Each line that includes "crate" must be copied from the records.

(Source records begins)

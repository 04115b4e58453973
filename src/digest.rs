use anyhow::{anyhow, Context, Result};
use async_trait::async_trait;
use reqwest::{Client, StatusCode, Url};
use serde::{Deserialize, Serialize};
use serde_json::{Map, Value};
use std::fmt;
use tracing::{debug, info, warn};

use crate::config::Config;
use crate::model::{ContentBlock, LayoutConfig};

/// Payload handed to the digest service when a session is finalized.
#[derive(Debug, Clone, PartialEq, Serialize)]
#[serde(rename_all = "camelCase")]
pub struct DigestRequest {
    pub title: String,
    pub content_blocks: Vec<ContentBlock>,
    pub layout_config: LayoutConfig,
    pub styling_options: Map<String, Value>,
    pub status: String,
}

/// Reference to a digest created by the service.
#[derive(Debug, Clone, PartialEq, Eq, Serialize, Deserialize)]
pub struct DigestRef {
    pub id: String,
}

#[async_trait]
pub trait DigestService: Send + Sync {
    async fn create_digest(&self, request: &DigestRequest) -> Result<DigestRef>;
}

/// HTTP client for the digest service (`POST v1/digests`).
#[derive(Clone)]
pub struct DigestClient {
    http: Client,
    base_url: Url,
    token: String,
}

impl fmt::Debug for DigestClient {
    fn fmt(&self, f: &mut fmt::Formatter<'_>) -> fmt::Result {
        f.debug_struct("DigestClient")
            .field("base_url", &self.base_url)
            .finish_non_exhaustive()
    }
}

impl DigestClient {
    pub fn new(base_url: Url, token: String) -> Result<Self> {
        let http = Client::builder()
            .user_agent(concat!("digest-builder/", env!("CARGO_PKG_VERSION")))
            .build()
            .context("failed to build HTTP client")?;
        Ok(Self {
            http,
            base_url,
            token,
        })
    }

    pub fn from_config(cfg: &Config) -> Result<Self> {
        let base_url = Url::parse(&cfg.digest.base_url).context("invalid digest.base_url")?;
        Self::new(base_url, cfg.digest.token.clone())
    }

    pub fn build_request(&self, request: &DigestRequest) -> Result<reqwest::Request> {
        let endpoint = self
            .base_url
            .join("v1/digests")
            .context("invalid digest base URL")?;
        self.http
            .post(endpoint)
            .header("Authorization", format!("Bearer {}", self.token))
            .header("Content-Type", "application/json")
            .json(request)
            .build()
            .context("failed to build digest request")
    }
}

#[async_trait]
impl DigestService for DigestClient {
    async fn create_digest(&self, request: &DigestRequest) -> Result<DigestRef> {
        let http_request = self.build_request(request)?;
        debug!(
            url = %http_request.url(),
            blocks = request.content_blocks.len(),
            "sending digest request"
        );

        let res = self
            .http
            .execute(http_request)
            .await
            .context("failed to reach digest service")?;

        if res.status() == StatusCode::TOO_MANY_REQUESTS {
            let body = res.text().await.unwrap_or_default();
            warn!("rate limited by digest service: {}", body);
            return Err(anyhow!("received 429 from digest service: {}", body));
        }
        if !res.status().is_success() {
            let status = res.status();
            let body = res.text().await.unwrap_or_default();
            warn!(%status, "digest service error: {}", body);
            return Err(anyhow!("digest service error {}: {}", status, body));
        }

        let body = res
            .text()
            .await
            .context("failed to read digest service response")?;
        let digest: DigestRef =
            serde_json::from_str(&body).context("invalid digest service response JSON")?;
        if digest.id.trim().is_empty() {
            return Err(anyhow!("digest service returned an empty id"));
        }
        info!(digest_id = %digest.id, "digest created");
        Ok(digest)
    }
}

(Source records ends)

== Result of the exercise ==
use crate::config::Config;
use crate::model::{ContentBlock, LayoutConfig};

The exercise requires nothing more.